BEGIN
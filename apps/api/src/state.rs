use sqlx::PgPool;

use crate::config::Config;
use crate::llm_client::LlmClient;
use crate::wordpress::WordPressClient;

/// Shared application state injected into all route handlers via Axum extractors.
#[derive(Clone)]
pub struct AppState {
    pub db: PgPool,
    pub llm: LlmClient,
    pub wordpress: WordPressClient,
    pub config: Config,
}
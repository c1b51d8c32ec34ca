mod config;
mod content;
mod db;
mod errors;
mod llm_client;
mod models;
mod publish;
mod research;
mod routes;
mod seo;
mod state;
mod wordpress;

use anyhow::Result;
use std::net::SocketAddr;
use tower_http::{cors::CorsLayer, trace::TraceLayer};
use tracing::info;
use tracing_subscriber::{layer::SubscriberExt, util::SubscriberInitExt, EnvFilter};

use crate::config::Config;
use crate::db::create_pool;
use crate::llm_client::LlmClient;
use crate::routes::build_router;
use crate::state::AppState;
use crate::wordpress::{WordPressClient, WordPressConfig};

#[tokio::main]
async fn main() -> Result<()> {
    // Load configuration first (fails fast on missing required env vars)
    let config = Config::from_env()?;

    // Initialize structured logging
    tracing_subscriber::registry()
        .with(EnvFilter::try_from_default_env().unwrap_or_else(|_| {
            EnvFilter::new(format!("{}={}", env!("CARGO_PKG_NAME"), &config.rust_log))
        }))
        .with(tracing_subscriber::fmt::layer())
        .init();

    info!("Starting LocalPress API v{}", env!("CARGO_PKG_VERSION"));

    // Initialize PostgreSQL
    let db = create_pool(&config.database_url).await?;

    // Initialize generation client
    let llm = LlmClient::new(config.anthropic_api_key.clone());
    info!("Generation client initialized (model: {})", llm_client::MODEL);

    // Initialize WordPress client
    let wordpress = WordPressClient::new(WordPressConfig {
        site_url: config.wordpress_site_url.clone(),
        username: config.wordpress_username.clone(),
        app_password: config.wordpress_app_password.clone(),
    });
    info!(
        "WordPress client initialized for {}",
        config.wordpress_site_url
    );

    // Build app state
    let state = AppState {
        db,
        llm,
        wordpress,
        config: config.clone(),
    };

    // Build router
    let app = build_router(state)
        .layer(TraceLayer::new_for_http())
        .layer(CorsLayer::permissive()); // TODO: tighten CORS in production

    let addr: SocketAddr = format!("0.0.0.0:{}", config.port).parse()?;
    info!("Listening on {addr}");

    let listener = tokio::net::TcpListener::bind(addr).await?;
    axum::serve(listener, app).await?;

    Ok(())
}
END
* YOUR TASK *
Copy out each line carrying the string "LlmClient" from the data.

* PROBLEM SOLUTION *
use crate::llm_client::LlmClient;
    pub llm: LlmClient,
use crate::llm_client::LlmClient;
    let llm = LlmClient::new(config.anthropic_api_key.clone());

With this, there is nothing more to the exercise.